Attach copies of police reports, restraining orders, and a photograph of the stalker to your log if you have them. Keep a backup of this log somewhere the stalker can’t access, like a trusted friend’s home or a secure cloud account with a password the stalker doesn’t know.
Practical Steps to Protect Yourself
Start by varying your daily routines. Take different routes to work, change the times you run errands, and avoid isolated areas. Tell trusted neighbors, coworkers, and friends what’s happening so they can watch for the person and alert you. If you live in an apartment with a manager or doorman, give them a photo of the stalker.
At home, install dead bolt locks on exterior doors, add a wide-angle peephole, and put up exterior lighting high enough that it can’t easily be removed. If the stalker has ever had access to your keys, change the locks. Remove your home address from personal checks and business cards. Consider using a private mailbox service for all personal mail.
At work, ask reception to screen visitors and packages. Make sure your office knows not to give out your schedule or personal information to anyone. Be aware of anyone who might be following you when you leave.
Review all your digital accounts. Change passwords, enable two-factor authentication, and revoke access from any device you don’t recognize. If you suspect stalkerware on your phone, a factory reset is the most reliable way to remove it, but back up your data first and be aware that restoring from a compromised backup can reinstall the software.

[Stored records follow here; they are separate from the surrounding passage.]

//! Polling log panel
//!
//! Renders the entries of an `exectrace_core::Tracker` to a writer on a
//! fixed wall-clock interval, the way a debug panel polls a log source.
//! The panel owns one tokio task; closing or dropping the handle releases
//! the repeating timer unconditionally.
//!
//! Rendering is deliberately minimal: plain text lines to any `Write`
//! target. What the lines look like beyond that is left to the host.

mod render;

use std::io::{self, Write};
use std::time::Duration;

use exectrace_core::Tracker;
use thiserror::Error;
use tokio::sync::watch;
use tokio::task::JoinHandle;
use tokio::time;

use render::Renderer;

/// Default wall-clock polling interval.
pub const DEFAULT_POLL_INTERVAL: Duration = Duration::from_millis(500);

/// Target for the panel's own diagnostics. Stays under
/// [`exectrace_core::TARGET_PREFIX`], which the tracker layer skips.
const PANEL_TARGET: &str = "exectrace::panel";

#[derive(Debug, Error)]
pub enum PanelError {
    #[error("poll interval must be greater than zero")]
    ZeroInterval,
}

pub type Result<T> = std::result::Result<T, PanelError>;

/// Configures a polling panel over one tracker.
///
/// ```ignore
/// let panel = LogPanel::new(tracker.clone())
///     .poll_interval(Duration::from_millis(250))
///     .show_timestamps(true)
///     .spawn()?;
/// // ...
/// panel.close().await;
/// ```
pub struct LogPanel {
    tracker: Tracker,
    poll_interval: Duration,
    show_timestamps: bool,
    target: Option<Box<dyn Write + Send>>,
}

impl LogPanel {
    pub fn new(tracker: Tracker) -> Self {
        Self {
            tracker,
            poll_interval: DEFAULT_POLL_INTERVAL,
            show_timestamps: false,
            target: None,
        }
    }

    /// Wall-clock time between polls. Defaults to 500 ms.
    pub fn poll_interval(mut self, interval: Duration) -> Self {
        self.poll_interval = interval;
        self
    }

    /// Prefix every rendered line with the entry's capture time.
    pub fn show_timestamps(mut self, on: bool) -> Self {
        self.show_timestamps = on;
        self
    }

    /// Where rendered lines go. Defaults to stdout.
    pub fn target(mut self, target: impl Write + Send + 'static) -> Self {
        self.target = Some(Box::new(target));
        self
    }

    /// Start the polling task.
    ///
    /// The first render happens one full interval after spawn; entries
    /// recorded earlier wait for that tick. A zero interval is rejected,
    /// it would busy-loop the poller.
    pub fn spawn(self) -> Result<PanelHandle> {
        if self.poll_interval.is_zero() {
            return Err(PanelError::ZeroInterval);
        }

        let mut target = self.target.unwrap_or_else(|| Box::new(io::stdout()));
        let tracker = self.tracker;
        let mut renderer = Renderer::new(self.show_timestamps);
        let poll_interval = self.poll_interval;
        let (shutdown_tx, mut shutdown_rx) = watch::channel(false);

        tracing::debug!(
            target: PANEL_TARGET,
            interval_ms = poll_interval.as_millis() as u64,
            "log panel started"
        );

        let task = tokio::spawn(async move {
            let mut ticker = time::interval(poll_interval);
            // An interval's first tick completes immediately; consume it
            // so rendering starts one full interval after spawn.
            ticker.tick().await;

            loop {
                tokio::select! {
                    _ = ticker.tick() => {
                        renderer.render_new(&tracker, &mut *target);
                    }
                    _ = shutdown_rx.changed() => {
                        // Final drain so entries recorded just before the
                        // close are still shown.
                        renderer.render_new(&tracker, &mut *target);
                        break;
                    }
                }
            }
            tracing::debug!(target: PANEL_TARGET, "log panel stopped");
        });

        Ok(PanelHandle {
            shutdown: shutdown_tx,
            task: Some(task),
        })
    }
}

/// Running panel task. Dropping the handle stops polling.
pub struct PanelHandle {
    shutdown: watch::Sender<bool>,
    task: Option<JoinHandle<()>>,
}

impl PanelHandle {
    /// Stop polling after one final drain and wait for the task to
    /// finish.
    pub async fn close(mut self) {
        let _ = self.shutdown.send(true);
        if let Some(task) = self.task.take() {
            let _ = task.await;
        }
    }
}

impl Drop for PanelHandle {
    fn drop(&mut self) {
        // Drop sites cannot await a graceful exit; abort still releases
        // the timer.
        if let Some(task) = self.task.take() {
            task.abort();
        }
    }
}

As a last resort, changing jobs and relocating may be necessary. It’s a significant disruption, but for some victims it’s the most effective way to break the pattern.
Getting Help
File a police report. Even if you’re unsure whether what’s happening “counts,” creating an official record establishes the pattern and gives law enforcement a starting point. If you’re in immediate danger, call 911. You can also ask the responding officer about an Emergency Protective Order, which provides short-term legal protection while you pursue longer-term options.
The VictimConnect helpline (855-484-2846, available by phone, text, or online chat) can connect you with a victim service provider in your area. The Stalking Prevention, Awareness, and Resource Center offers detailed safety planning resources on their website. These organizations work specifically with stalking cases and understand the legal and emotional complexity involved.